---------- Data extracts
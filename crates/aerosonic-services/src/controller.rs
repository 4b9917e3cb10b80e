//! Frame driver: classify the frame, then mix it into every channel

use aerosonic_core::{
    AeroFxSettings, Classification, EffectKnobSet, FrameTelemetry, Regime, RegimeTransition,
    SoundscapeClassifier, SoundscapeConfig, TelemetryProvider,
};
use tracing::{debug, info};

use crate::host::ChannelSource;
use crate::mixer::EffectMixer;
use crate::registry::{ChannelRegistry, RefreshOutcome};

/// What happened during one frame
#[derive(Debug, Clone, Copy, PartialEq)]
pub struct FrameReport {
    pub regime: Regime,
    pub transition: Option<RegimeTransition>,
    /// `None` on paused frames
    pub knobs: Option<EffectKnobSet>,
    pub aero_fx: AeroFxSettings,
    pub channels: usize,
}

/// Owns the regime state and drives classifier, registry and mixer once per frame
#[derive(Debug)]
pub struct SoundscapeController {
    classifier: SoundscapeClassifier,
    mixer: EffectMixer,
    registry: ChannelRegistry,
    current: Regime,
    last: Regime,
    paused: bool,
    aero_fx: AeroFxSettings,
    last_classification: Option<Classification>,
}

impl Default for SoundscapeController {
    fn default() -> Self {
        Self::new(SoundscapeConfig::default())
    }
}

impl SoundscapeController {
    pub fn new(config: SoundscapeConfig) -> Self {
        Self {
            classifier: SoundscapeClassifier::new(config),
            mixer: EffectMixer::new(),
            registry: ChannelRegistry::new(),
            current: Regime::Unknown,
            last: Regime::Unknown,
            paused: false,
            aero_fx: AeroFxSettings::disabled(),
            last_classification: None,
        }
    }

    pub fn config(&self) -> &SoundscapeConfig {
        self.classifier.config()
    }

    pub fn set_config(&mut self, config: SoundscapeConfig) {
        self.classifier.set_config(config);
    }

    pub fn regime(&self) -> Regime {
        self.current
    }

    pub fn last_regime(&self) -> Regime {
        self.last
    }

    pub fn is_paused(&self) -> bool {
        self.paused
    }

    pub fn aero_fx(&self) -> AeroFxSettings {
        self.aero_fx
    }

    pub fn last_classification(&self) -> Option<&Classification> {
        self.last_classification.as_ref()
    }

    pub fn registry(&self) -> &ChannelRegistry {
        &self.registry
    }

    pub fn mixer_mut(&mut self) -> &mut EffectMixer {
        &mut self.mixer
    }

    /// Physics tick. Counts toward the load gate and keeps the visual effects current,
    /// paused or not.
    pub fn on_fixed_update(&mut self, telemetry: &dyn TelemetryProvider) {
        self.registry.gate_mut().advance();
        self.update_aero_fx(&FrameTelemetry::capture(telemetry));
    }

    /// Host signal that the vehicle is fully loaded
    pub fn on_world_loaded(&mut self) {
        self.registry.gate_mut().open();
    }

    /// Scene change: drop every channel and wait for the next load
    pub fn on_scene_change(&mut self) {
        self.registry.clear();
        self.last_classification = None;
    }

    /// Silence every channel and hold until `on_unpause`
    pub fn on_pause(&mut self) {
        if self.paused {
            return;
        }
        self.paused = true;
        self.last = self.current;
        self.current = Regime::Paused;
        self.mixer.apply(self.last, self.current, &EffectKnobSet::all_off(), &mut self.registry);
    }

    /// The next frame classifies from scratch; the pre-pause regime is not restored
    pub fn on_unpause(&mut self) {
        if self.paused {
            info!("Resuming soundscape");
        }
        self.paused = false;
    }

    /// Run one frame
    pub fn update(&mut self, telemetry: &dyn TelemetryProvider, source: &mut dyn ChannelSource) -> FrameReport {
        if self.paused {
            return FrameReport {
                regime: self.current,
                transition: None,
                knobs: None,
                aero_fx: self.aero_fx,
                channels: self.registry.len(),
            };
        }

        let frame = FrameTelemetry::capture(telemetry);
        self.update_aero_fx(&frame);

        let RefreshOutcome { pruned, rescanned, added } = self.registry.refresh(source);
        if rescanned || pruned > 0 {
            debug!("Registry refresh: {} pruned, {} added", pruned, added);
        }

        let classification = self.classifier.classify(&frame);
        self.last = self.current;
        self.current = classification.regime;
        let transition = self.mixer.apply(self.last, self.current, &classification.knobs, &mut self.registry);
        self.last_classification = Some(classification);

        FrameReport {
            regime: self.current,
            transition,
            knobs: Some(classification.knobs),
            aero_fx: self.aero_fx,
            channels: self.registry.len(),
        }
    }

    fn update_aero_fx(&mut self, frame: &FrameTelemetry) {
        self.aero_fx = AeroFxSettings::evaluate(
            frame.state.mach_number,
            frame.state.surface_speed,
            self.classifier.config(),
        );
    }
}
--------------------
---------- Data extracts
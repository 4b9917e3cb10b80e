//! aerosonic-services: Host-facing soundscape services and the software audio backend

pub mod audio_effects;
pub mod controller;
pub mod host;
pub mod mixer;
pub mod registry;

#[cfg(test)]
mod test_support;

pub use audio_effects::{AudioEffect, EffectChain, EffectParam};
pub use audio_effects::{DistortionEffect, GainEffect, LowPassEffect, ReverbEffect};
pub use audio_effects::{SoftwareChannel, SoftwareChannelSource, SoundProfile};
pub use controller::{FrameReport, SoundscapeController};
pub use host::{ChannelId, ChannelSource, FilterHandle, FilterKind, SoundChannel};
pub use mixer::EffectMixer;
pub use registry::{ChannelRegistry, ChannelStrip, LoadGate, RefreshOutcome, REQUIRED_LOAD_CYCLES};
--------------------
---------- Data extracts
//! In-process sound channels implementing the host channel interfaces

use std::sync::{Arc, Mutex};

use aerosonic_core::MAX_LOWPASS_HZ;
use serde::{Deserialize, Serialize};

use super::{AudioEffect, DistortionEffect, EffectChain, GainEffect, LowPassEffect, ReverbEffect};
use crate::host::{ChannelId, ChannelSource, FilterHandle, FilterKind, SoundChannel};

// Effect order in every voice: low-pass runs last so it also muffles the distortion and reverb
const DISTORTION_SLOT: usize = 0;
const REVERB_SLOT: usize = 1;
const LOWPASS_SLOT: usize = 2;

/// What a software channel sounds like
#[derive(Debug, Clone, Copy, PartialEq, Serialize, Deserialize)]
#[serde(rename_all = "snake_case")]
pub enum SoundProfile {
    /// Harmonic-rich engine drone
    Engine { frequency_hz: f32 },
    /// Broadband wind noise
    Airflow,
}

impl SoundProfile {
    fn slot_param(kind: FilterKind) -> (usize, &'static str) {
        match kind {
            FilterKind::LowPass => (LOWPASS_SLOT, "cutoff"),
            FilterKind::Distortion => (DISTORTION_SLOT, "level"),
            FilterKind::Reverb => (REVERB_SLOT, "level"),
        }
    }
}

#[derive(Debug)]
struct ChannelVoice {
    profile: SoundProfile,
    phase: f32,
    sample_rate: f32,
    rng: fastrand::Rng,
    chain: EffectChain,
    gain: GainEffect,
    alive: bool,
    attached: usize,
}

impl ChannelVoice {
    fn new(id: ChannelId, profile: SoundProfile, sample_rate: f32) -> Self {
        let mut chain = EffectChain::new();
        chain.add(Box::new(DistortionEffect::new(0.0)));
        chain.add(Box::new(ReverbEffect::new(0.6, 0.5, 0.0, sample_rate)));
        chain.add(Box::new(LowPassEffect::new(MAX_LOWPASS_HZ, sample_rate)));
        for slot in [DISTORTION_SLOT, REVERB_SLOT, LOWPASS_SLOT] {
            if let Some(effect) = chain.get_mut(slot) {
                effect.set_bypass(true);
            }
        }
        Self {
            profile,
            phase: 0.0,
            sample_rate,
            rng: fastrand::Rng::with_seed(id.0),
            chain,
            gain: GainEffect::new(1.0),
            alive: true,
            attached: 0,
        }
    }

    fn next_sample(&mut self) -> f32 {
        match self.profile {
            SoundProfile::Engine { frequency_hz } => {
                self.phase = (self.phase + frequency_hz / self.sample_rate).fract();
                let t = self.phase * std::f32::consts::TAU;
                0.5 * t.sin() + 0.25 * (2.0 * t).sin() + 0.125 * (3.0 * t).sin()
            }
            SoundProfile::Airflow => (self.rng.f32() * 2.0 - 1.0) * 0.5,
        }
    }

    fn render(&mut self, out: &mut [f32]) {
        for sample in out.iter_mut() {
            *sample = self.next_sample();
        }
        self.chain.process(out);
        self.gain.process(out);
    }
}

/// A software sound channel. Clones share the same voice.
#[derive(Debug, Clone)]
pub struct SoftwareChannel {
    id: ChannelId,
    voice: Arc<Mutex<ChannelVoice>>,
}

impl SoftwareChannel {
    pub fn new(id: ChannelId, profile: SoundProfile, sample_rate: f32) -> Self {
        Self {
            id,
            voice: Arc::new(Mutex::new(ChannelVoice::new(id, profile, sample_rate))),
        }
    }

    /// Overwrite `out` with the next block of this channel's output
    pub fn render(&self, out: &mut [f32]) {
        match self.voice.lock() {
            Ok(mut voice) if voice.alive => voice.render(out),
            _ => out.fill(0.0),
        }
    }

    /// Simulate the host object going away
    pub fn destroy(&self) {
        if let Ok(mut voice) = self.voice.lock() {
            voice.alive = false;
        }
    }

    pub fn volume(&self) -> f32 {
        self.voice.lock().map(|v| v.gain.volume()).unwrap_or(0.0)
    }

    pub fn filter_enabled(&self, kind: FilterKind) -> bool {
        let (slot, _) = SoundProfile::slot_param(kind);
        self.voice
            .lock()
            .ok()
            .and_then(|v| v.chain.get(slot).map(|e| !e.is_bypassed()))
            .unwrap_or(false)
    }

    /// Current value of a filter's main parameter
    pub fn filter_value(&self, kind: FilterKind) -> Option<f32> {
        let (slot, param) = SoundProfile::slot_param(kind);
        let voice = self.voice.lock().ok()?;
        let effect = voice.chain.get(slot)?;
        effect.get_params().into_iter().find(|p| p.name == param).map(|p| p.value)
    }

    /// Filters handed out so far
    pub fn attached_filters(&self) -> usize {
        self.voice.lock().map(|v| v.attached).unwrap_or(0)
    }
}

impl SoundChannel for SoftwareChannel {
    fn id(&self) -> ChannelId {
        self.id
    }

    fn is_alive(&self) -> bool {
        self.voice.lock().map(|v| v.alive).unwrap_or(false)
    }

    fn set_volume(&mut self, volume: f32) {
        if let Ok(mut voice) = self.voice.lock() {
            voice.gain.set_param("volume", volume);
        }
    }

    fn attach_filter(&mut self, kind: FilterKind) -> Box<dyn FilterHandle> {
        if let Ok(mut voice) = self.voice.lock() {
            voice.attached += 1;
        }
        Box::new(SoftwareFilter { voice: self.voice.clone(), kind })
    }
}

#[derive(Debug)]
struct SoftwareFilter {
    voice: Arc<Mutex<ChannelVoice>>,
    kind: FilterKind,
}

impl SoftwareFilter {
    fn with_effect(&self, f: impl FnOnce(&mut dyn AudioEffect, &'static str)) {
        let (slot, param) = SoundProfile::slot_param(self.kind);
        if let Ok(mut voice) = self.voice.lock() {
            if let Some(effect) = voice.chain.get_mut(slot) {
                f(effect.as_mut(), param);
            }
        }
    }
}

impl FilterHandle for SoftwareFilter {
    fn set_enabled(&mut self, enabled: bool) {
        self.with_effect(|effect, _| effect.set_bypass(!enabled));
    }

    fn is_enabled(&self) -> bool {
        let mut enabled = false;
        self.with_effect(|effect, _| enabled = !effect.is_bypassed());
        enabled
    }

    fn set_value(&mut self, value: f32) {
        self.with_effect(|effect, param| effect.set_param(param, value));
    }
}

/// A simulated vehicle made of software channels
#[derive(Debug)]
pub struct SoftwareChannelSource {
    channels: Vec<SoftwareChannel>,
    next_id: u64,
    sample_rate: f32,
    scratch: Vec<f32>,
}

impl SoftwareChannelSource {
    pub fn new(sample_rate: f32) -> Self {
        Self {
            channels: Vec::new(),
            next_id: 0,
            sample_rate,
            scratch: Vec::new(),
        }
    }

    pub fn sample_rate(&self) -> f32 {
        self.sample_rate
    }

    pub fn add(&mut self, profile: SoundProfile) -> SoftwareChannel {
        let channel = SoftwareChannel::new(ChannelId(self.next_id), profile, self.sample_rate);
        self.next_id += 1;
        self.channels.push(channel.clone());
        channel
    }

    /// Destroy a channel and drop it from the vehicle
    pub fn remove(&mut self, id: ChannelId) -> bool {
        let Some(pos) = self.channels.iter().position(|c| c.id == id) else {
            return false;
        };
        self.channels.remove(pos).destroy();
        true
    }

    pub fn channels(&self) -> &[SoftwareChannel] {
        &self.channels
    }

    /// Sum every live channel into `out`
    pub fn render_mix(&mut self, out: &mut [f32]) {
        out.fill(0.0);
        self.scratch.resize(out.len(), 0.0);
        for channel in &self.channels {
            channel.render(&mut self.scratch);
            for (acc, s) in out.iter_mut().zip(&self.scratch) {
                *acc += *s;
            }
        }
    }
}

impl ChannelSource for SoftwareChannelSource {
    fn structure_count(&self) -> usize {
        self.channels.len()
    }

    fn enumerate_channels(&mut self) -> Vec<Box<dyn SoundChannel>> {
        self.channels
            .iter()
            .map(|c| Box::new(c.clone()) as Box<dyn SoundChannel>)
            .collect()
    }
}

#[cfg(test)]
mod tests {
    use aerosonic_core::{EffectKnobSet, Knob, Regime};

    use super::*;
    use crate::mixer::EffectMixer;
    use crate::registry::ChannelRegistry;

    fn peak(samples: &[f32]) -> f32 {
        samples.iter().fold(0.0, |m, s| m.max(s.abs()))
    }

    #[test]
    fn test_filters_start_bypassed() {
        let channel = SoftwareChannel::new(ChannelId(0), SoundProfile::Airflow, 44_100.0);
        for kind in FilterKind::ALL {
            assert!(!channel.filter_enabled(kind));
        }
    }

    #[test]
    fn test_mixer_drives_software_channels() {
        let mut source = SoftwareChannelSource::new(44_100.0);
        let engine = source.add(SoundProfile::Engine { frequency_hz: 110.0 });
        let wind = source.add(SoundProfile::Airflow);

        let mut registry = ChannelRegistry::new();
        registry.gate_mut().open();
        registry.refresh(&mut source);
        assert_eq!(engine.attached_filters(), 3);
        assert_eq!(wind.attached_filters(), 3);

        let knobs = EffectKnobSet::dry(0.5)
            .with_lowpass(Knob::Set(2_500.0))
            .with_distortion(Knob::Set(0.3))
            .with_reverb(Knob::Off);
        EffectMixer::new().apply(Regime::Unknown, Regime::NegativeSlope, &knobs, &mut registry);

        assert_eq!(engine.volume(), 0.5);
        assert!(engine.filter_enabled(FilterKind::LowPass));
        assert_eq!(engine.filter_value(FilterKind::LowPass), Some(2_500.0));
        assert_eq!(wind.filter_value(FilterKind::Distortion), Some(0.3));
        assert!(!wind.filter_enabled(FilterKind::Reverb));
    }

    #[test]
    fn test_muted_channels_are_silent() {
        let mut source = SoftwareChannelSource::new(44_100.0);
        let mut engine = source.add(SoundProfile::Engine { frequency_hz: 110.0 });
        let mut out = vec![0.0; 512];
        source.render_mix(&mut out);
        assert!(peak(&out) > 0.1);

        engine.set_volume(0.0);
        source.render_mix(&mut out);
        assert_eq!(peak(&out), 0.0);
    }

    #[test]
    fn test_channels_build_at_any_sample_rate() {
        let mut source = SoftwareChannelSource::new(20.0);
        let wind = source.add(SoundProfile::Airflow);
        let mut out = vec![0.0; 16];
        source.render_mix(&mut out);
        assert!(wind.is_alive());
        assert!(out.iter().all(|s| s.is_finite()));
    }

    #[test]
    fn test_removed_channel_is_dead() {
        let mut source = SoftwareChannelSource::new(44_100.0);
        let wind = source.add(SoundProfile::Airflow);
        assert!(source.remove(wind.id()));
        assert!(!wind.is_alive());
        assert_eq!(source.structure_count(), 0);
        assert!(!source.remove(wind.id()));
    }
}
--------------------
### [Task description]
Using only the data above, copy out the lines that include the word "info".

### [Exercise response]
use tracing::{debug, info};
            info!("Resuming soundscape");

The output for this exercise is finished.